● **Directions**: Each record that follows must be printed exactly as given.

● **Stored data entries**:
━━━━

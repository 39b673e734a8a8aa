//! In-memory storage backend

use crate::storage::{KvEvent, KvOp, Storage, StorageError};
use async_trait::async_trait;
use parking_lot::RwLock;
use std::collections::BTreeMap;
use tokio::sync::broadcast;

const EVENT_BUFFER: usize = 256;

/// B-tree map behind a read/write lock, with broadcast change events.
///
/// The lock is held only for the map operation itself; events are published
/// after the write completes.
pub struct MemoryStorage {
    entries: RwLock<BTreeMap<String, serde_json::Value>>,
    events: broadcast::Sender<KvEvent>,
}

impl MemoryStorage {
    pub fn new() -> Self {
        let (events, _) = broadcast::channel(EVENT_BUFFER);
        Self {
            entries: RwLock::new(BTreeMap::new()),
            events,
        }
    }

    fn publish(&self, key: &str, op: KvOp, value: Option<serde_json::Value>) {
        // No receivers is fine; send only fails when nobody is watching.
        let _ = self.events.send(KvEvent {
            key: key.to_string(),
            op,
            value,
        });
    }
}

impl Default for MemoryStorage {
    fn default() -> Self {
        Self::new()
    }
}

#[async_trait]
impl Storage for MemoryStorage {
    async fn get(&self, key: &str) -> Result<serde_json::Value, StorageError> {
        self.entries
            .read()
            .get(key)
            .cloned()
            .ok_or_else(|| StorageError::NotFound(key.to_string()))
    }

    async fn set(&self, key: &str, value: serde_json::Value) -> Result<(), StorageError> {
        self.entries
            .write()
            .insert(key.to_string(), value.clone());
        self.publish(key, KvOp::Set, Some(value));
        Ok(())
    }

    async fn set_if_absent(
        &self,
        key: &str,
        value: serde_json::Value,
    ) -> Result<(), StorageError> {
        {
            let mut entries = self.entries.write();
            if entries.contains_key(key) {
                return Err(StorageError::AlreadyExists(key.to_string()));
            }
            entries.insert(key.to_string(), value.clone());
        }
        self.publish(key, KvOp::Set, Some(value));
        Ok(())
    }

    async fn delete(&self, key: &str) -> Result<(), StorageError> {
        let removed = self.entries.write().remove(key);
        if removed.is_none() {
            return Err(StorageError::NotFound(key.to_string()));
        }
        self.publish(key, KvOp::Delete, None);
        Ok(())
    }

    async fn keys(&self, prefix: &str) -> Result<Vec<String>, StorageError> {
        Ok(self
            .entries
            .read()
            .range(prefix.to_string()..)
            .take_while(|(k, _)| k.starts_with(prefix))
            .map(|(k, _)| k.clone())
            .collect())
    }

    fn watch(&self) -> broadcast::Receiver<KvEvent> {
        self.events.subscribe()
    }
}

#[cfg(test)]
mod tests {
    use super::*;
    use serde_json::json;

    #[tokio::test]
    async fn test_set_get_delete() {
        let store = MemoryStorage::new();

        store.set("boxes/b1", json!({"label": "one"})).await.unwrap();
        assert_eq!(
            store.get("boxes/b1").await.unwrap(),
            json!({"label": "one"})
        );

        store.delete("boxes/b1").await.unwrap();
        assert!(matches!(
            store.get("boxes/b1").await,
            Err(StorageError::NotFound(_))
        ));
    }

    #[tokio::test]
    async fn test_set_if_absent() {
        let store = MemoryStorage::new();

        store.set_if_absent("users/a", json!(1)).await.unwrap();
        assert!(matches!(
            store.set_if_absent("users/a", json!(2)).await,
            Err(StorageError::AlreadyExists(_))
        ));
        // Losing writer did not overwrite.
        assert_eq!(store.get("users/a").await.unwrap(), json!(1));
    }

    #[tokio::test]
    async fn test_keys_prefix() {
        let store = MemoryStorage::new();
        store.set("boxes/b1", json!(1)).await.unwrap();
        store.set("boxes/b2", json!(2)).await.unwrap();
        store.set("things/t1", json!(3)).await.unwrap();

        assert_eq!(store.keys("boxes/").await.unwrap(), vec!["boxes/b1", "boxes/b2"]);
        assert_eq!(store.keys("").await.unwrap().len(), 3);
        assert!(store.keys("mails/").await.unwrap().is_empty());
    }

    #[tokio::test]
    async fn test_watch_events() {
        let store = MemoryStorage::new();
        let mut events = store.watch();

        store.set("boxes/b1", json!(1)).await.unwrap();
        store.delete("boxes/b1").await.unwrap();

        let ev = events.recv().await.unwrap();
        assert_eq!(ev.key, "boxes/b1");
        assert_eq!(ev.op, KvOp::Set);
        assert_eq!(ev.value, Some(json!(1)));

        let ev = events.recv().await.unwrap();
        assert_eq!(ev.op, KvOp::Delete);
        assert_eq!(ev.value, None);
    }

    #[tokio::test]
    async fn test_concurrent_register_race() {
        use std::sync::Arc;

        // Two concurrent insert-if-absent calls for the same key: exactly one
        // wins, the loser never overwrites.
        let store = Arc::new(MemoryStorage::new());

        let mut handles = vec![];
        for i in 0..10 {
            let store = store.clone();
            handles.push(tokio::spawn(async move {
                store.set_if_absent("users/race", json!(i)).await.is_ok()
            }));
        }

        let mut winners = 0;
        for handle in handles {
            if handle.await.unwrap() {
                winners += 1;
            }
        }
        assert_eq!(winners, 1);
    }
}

━━━━

● **Answer below**:
repository 39b673e734a8a8aa
//! In-memory storage backend

use crate::storage::{KvEvent, KvOp, Storage, StorageError};
use async_trait::async_trait;
use parking_lot::RwLock;
use std::collections::BTreeMap;
use tokio::sync::broadcast;

const EVENT_BUFFER: usize = 256;

/// B-tree map behind a read/write lock, with broadcast change events.
///
/// The lock is held only for the map operation itself; events are published
/// after the write completes.
pub struct MemoryStorage {
    entries: RwLock<BTreeMap<String, serde_json::Value>>,
    events: broadcast::Sender<KvEvent>,
}

impl MemoryStorage {
    pub fn new() -> Self {
        let (events, _) = broadcast::channel(EVENT_BUFFER);
        Self {
            entries: RwLock::new(BTreeMap::new()),
            events,
        }
    }

    fn publish(&self, key: &str, op: KvOp, value: Option<serde_json::Value>) {
        // No receivers is fine; send only fails when nobody is watching.
        let _ = self.events.send(KvEvent {
            key: key.to_string(),
            op,
            value,
        });
    }
}

impl Default for MemoryStorage {
    fn default() -> Self {
        Self::new()
    }
}

#[async_trait]
impl Storage for MemoryStorage {
    async fn get(&self, key: &str) -> Result<serde_json::Value, StorageError> {
        self.entries
            .read()
            .get(key)
            .cloned()
            .ok_or_else(|| StorageError::NotFound(key.to_string()))
    }

    async fn set(&self, key: &str, value: serde_json::Value) -> Result<(), StorageError> {
        self.entries
            .write()
            .insert(key.to_string(), value.clone());
        self.publish(key, KvOp::Set, Some(value));
        Ok(())
    }

    async fn set_if_absent(
        &self,
        key: &str,
        value: serde_json::Value,
    ) -> Result<(), StorageError> {
        {
            let mut entries = self.entries.write();
            if entries.contains_key(key) {
                return Err(StorageError::AlreadyExists(key.to_string()));
            }
            entries.insert(key.to_string(), value.clone());
        }
        self.publish(key, KvOp::Set, Some(value));
        Ok(())
    }

    async fn delete(&self, key: &str) -> Result<(), StorageError> {
        let removed = self.entries.write().remove(key);
        if removed.is_none() {
            return Err(StorageError::NotFound(key.to_string()));
        }
        self.publish(key, KvOp::Delete, None);
        Ok(())
    }

    async fn keys(&self, prefix: &str) -> Result<Vec<String>, StorageError> {
        Ok(self
            .entries
            .read()
            .range(prefix.to_string()..)
            .take_while(|(k, _)| k.starts_with(prefix))
            .map(|(k, _)| k.clone())
            .collect())
    }

    fn watch(&self) -> broadcast::Receiver<KvEvent> {
        self.events.subscribe()
    }
}

#[cfg(test)]
mod tests {
    use super::*;
    use serde_json::json;

    #[tokio::test]
    async fn test_set_get_delete() {
        let store = MemoryStorage::new();

        store.set("boxes/b1", json!({"label": "one"})).await.unwrap();
        assert_eq!(
            store.get("boxes/b1").await.unwrap(),
            json!({"label": "one"})
        );

        store.delete("boxes/b1").await.unwrap();
        assert!(matches!(
            store.get("boxes/b1").await,
            Err(StorageError::NotFound(_))
        ));
    }

    #[tokio::test]
    async fn test_set_if_absent() {
        let store = MemoryStorage::new();

        store.set_if_absent("users/a", json!(1)).await.unwrap();
        assert!(matches!(
            store.set_if_absent("users/a", json!(2)).await,
            Err(StorageError::AlreadyExists(_))
        ));
        // Losing writer did not overwrite.
        assert_eq!(store.get("users/a").await.unwrap(), json!(1));
    }

    #[tokio::test]
    async fn test_keys_prefix() {
        let store = MemoryStorage::new();
        store.set("boxes/b1", json!(1)).await.unwrap();
        store.set("boxes/b2", json!(2)).await.unwrap();
        store.set("things/t1", json!(3)).await.unwrap();

        assert_eq!(store.keys("boxes/").await.unwrap(), vec!["boxes/b1", "boxes/b2"]);
        assert_eq!(store.keys("").await.unwrap().len(), 3);
        assert!(store.keys("mails/").await.unwrap().is_empty());
    }

    #[tokio::test]
    async fn test_watch_events() {
        let store = MemoryStorage::new();
        let mut events = store.watch();

        store.set("boxes/b1", json!(1)).await.unwrap();
        store.delete("boxes/b1").await.unwrap();

        let ev = events.recv().await.unwrap();
        assert_eq!(ev.key, "boxes/b1");
        assert_eq!(ev.op, KvOp::Set);
        assert_eq!(ev.value, Some(json!(1)));

        let ev = events.recv().await.unwrap();
        assert_eq!(ev.op, KvOp::Delete);
        assert_eq!(ev.value, None);
    }

    #[tokio::test]
    async fn test_concurrent_register_race() {
        use std::sync::Arc;

        // Two concurrent insert-if-absent calls for the same key: exactly one
        // wins, the loser never overwrites.
        let store = Arc::new(MemoryStorage::new());

        let mut handles = vec![];
        for i in 0..10 {
            let store = store.clone();
            handles.push(tokio::spawn(async move {
                store.set_if_absent("users/race", json!(i)).await.is_ok()
            }));
        }

        let mut winners = 0;
        for handle in handles {
            if handle.await.unwrap() {
                winners += 1;
            }
        }
        assert_eq!(winners, 1);
    }
}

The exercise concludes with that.